Sander war an diesem Dienstagvormittag viel früher als üblich in die Redaktion geeilt. Es würde noch viel zu tun geben. Mittlerweile meldeten sich unzählige auswärtige Medien, die jetzt auch auf den ungewöhnlichen Kriminalfall aufmerksam geworden waren und Informationen und Fotos erbaten.

Der stellvertretende Redaktionsleiter Manfred Grüninger, der als Frühaufsteher galt, war oft schon um 6 Uhr in der Redaktion, was bei den üblicherweise notorischen Spätauf­stehern, zu denen Journalisten im Allgemeinen gezählt werden, meist unverständliches Kopfschütteln auslöste. Aber Grüninger wollte schon frühmorgens von der nahen Wetterwarte Stötten wissen, wie tief in der Nacht die Temperatur gefallen war, und mit welchen klimatischen Gegebenheiten man die nächsten Tage rechnen müsse.

Im Übrigen wurde Grüninger nachgesagt, nicht nur das Gras wachsen zu hören, sondern noch so manches mehr. Mit ihm hatte Sander schon immer einen guten Lehrmeister zum Thema Recherchieren gehabt. Beide verband sie die Lust, sich nicht abwimmeln zu lassen und niemals aufzugeben. Man kriege alles raus, wenn man nur wolle, lautete ihr Motto. Allerdings brauchte es dazu viele Kontakte und noch mehr Geduld – also Zeit. Kein Telefonat war dann zu aufwendig. Wenn es sein musste bis ins tiefste Afrika. Sander empfand es als wohltuend, dass bisher niemand von der Geschäftsleitung die hohen Telefonkosten moniert hatte. Und Redaktionsleiter Doktor Wolfgang Schmauz, ein charmanter Journalist der alten Schule und die Seriosität in Person, wusste die akribische Recherche zu schätzen. Er selbst hielt sich meist im Hintergrund und trug wohl zum Zeichen seiner leitenden Funktion in der Redaktion stets einen weißen Arbeitskittel. Weshalb man ihn liebe-, aber auch respektvoll, den »weißen Riesen« nannte.

Noch war die Medienwelt in der Provinz eher behäbig und in dieser Zeit, Anfang der 80er-Jahre, noch ziemlich überschaubar und vergleichsweise bieder eingestellt. Es gab keine Privatradios, keine privaten Fernsehstationen.

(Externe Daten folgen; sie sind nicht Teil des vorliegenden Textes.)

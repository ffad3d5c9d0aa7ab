use anyhow::Result;
use jobflow_automation::utils::logging;
use jobflow_automation::{App, Config};

#[tokio::main]
async fn main() -> Result<()> {
    // 加载配置
    let config = Config::load()?;

    // 初始化日志
    logging::init(config.verbose_logging);

    // 初始化并运行应用
    App::initialize(config).await?.run().await?;

    Ok(())
}
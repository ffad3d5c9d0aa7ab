//! 外部页面交接通道
//!
//! 宿主网页通过 CDP binding `jobflowHandoff` 发来 JSON 帧：
//! 握手、传递会话 ID、把选中的岗位交给自动投递

use anyhow::Result;
use chromiumoxide::cdp::js_protocol::runtime::{AddBindingParams, EventBindingCalled};
use chromiumoxide::Page;
use futures::StreamExt;
use serde::{Deserialize, Serialize};
use tokio::task::JoinHandle;
use tracing::{debug, info, warn};

use crate::bridge::hub::{BridgeSender, ContextId};
use crate::bridge::message::Message;
use crate::models::JobDescriptor;
use crate::services::LocalStore;

pub const HANDOFF_BINDING: &str = "jobflowHandoff";

const REPLY_JS: &str = r#"(reply) => {
    window.dispatchEvent(new CustomEvent('jobflowHandoffReply', { detail: reply }));
    return true;
}"#;

#[derive(Debug, Deserialize)]
#[serde(tag = "type", rename_all = "SCREAMING_SNAKE_CASE")]
enum Inbound {
    Ping,
    SetSession {
        #[serde(rename = "sessionId")]
        session_id: String,
    },
    BeginApplying {
        jobs: Vec<JobDescriptor>,
    },
    #[serde(other)]
    Other,
}

#[derive(Debug, Serialize)]
#[serde(tag = "type", rename_all = "SCREAMING_SNAKE_CASE")]
enum Outbound {
    Pong,
    SessionSet {
        #[serde(rename = "sessionId")]
        session_id: String,
    },
    ApplyingStarted {
        count: usize,
    },
    Error {
        message: String,
    },
}

/// 交接通道
///
/// 以界面上下文的身份把 `startJobAutomation` 发给控制端
#[derive(Clone)]
pub struct HandoffChannel {
    store: LocalStore,
    sender: BridgeSender,
}

impl HandoffChannel {
    pub fn new(store: LocalStore, sender: BridgeSender) -> Self {
        Self { store, sender }
    }

    /// 处理一帧，返回要回给页面的帧；未知类型不回复
    pub fn handle(&self, raw: &str) -> Option<String> {
        let reply = match serde_json::from_str::<Inbound>(raw) {
            Ok(Inbound::Ping) => Outbound::Pong,
            Ok(Inbound::SetSession { session_id }) => self.set_session(session_id),
            Ok(Inbound::BeginApplying { jobs }) => self.begin_applying(jobs),
            Ok(Inbound::Other) => {
                debug!("忽略未知交接帧: {}", raw);
                return None;
            }
            Err(e) => {
                warn!("交接帧格式错误: {}", e);
                Outbound::Error {
                    message: format!("malformed frame: {}", e),
                }
            }
        };
        serde_json::to_string(&reply).ok()
    }

    fn set_session(&self, session_id: String) -> Outbound {
        let session_id = session_id.trim().to_string();
        if session_id.is_empty() {
            return Outbound::Error {
                message: "empty session id".to_string(),
            };
        }
        match self.store.set_session_id(&session_id) {
            Ok(()) => {
                info!("🔗 已接收会话 ID: {}", session_id);
                Outbound::SessionSet { session_id }
            }
            Err(e) => Outbound::Error {
                message: e.to_string(),
            },
        }
    }

    fn begin_applying(&self, jobs: Vec<JobDescriptor>) -> Outbound {
        if jobs.is_empty() {
            return Outbound::Error {
                message: "no jobs selected".to_string(),
            };
        }
        if let Err(e) = self.store.set_selected_jobs(&jobs) {
            return Outbound::Error {
                message: e.to_string(),
            };
        }

        let count = jobs.len();
        let session_id = self.store.session_id().ok().flatten();
        info!("📥 宿主页面交来 {} 个岗位", count);
        self.sender.notify(
            ContextId::Controller,
            Message::StartJobAutomation { jobs, session_id },
        );
        Outbound::ApplyingStarted { count }
    }

    /// 在宿主页面上安装 binding 并转发收到的帧
    pub async fn serve_on_page(self, page: Page) -> Result<JoinHandle<()>> {
        page.execute(AddBindingParams::new(HANDOFF_BINDING)).await?;
        let mut events = page.event_listener::<EventBindingCalled>().await?;
        info!("🔗 交接通道已在宿主页面上就绪");

        Ok(tokio::spawn(async move {
            while let Some(event) = events.next().await {
                if event.name != HANDOFF_BINDING {
                    continue;
                }
                let Some(reply) = self.handle(&event.payload) else {
                    continue;
                };
                let script = format!("({})({})", REPLY_JS, reply);
                if let Err(e) = page.evaluate(script).await {
                    debug!("回复宿主页面失败: {}", e);
                }
            }
        }))
    }
}
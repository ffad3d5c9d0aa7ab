use anyhow::Result;
/// 日志工具模块
///
/// 提供 tracing 初始化、运行日志文件和控制台输出的辅助函数
use std::fs::{self, OpenOptions};
use std::io::Write;
use tracing::info;
use tracing_subscriber::EnvFilter;

use crate::config::Config;
use crate::models::{JobDescriptor, RunSummary};

/// 初始化 tracing
///
/// 设置了 `RUST_LOG` 时以它为准，否则按 verbose 选择 debug / info
pub fn init(verbose: bool) {
    let default_level = if verbose { "debug" } else { "info" };
    let filter = EnvFilter::try_from_default_env()
        .unwrap_or_else(|_| EnvFilter::new(format!("{},chromiumoxide=warn", default_level)));

    let _ = tracing_subscriber::fmt()
        .with_env_filter(filter)
        .with_target(false)
        .try_init();
}

/// 初始化运行日志文件（覆盖旧文件）
pub fn init_log_file(log_file_path: &str) -> Result<()> {
    let log_header = format!(
        "{}\n岗位投递日志 - {}\n{}\n\n",
        "=".repeat(60),
        chrono::Local::now().format("%Y-%m-%d %H:%M:%S"),
        "=".repeat(60)
    );
    fs::write(log_file_path, log_header)?;
    Ok(())
}

/// 追加一个岗位的结果
pub fn append_job_result(log_file_path: &str, job: &JobDescriptor) -> Result<()> {
    let mut file = OpenOptions::new()
        .create(true)
        .append(true)
        .open(log_file_path)?;
    writeln!(
        file,
        "[{}] #{} {} @ {} → {}{}",
        chrono::Local::now().format("%H:%M:%S"),
        job.id,
        truncate_text(&job.title, 40),
        job.company,
        job.status,
        job.error
            .as_deref()
            .map(|e| format!(" ({})", e))
            .unwrap_or_default()
    )?;
    Ok(())
}

/// 记录程序启动信息
pub fn log_startup(config: &Config) {
    info!("{}", "=".repeat(60));
    info!("🚀 程序启动 - 岗位自动投递");
    info!("📋 提交模式: {}", config.submission_mode);
    info!("🌐 后端地址: {}", config.backend_base_url);
    info!("{}", "=".repeat(60));
}

/// 记录队列加载信息
pub fn log_jobs_loaded(total: usize, delay_ms: u64) {
    info!("✓ 找到 {} 个待投递的岗位", total);
    info!("💡 岗位之间间隔 {}ms，一次只处理一个\n", delay_ms);
}

/// 打印最终统计信息
pub fn print_final_stats(summary: &RunSummary, log_file_path: &str) {
    info!("\n{}", "=".repeat(60));
    info!("📊 投递结束统计 ({:?})", summary.outcome);
    info!(
        "完成时间: {}",
        chrono::Local::now().format("%Y-%m-%d %H:%M:%S")
    );
    info!("{}", "=".repeat(60));
    info!("✅ 已投递: {}/{}", summary.applied, summary.jobs.len());
    info!("❌ 失败: {}", summary.failed);
    info!("⏸ 未处理: {}", summary.pending);
    info!("{}", "=".repeat(60));
    info!("\n日志已保存至: {}", log_file_path);
}

/// 截断长文本用于日志显示
pub fn truncate_text(text: &str, max_len: usize) -> String {
    if text.chars().count() > max_len {
        text.chars().take(max_len).collect::<String>() + "..."
    } else {
        text.to_string()
    }
}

Sander, als Lokaljournalist auch fürs Kriminelle und die Justiz zuständig, bohrte gleich in diesen frühen Vormittagsstunden nach, stieß jedoch bei Staatsanwaltschaft und Polizei auf eine Mauer des Schweigens. Der neue Pressesprecher der Göppinger Polizeidirektion musste ehrlicherweise und zerknirscht eingestehen, dass auch er von den Ermittlern aus Stuttgart nicht ausreichend informiert wurde. Sander musste deshalb rasch erkennen, dass auch seine guten Kontakte in Polizeikreise zu keinen weiteren Informationen führten. Am meisten ärgerte ihn, dass er am gestrigen Vormittag zwar im Göppinger Polizeirevier gewesen war, aber nichts von dem Großeinsatz mitbekommen hatte, der sich zu dieser Zeit gerade anbahnte.

Sein an Dienstjahren und Erfahrung älterer Kollege Manfred Grüninger, um die 50, ein bodenständiger Journalist, der sein Handwerk verstand wie kaum ein anderer, durfte mit Fug und Recht als investigativer Journalist bezeichnet werden, obwohl dieser Begriff damals noch nicht geläufig war. Grüninger fühlte sich von den dürren Worten einer Pressemitteilung der zuständigen Staatsanwaltschaft Stuttgart richtiggehend angespornt, den Ablauf des Kidnappings detailgenauer zu recherchieren.

Grüninger, der alte Fuchs, brachte jetzt sogar das Kunststück fertig, den Bankchef zu einem Interview zu überreden. Auch im Hinblick darauf, etwaigen Verschwörungstheorien vorzubeugen, so hatte der Journalist sein Ansinnen begründet. Denn der geradezu filmreife Fall heizte bereits seit gestern Abend die Gerüchteküche kräftig an. Außerdem war wohl von offizieller Seite einiges verschleiert und nebulos dargestellt worden.

Am frühen Nachmittag saßen Grüninger und Sander im Büro von Seifritz. Noch auf der Herfahrt hatten sich die beiden Journalisten über die Vorgehensweise abgestimmt: möglichst einfühlsam, nicht allzu direkt, aber doch mit dem Wunsch, etwas mehr Einzelheiten zu erfahren, sprich: Persönliches.

Seifritz ließ Kaffee bringen und zeigte sich gegenüber den Fragen aufgeschlossen. Er wirkte zwar blass und erschöpft, schien jedoch den Ablauf des Überfalls sachlich und nahezu emotionslos schildern zu können. »Ich bin froh, dass alles ohne Menschenopfer vorübergegangen ist«, sagte er schließlich.« Und fügte an: »Aber für meine Tochter war es ganz schlimm.«

Groß sei seine Sorge auch gewesen, weil die Gangster gedroht hatten, es werde im Schalterraum ein Blutbad geben, falls sie nicht mit dem Geld sicher aus dem Gebäude wieder herauskämen. Sie hätten erklärt, es würden in den Morgenstunden Personen mit Handtaschen auftauchen, in denen Bomben und Granaten versteckt seien. Außerdem hätten sie behauptet, im Auftrag einer Organisation zu handeln.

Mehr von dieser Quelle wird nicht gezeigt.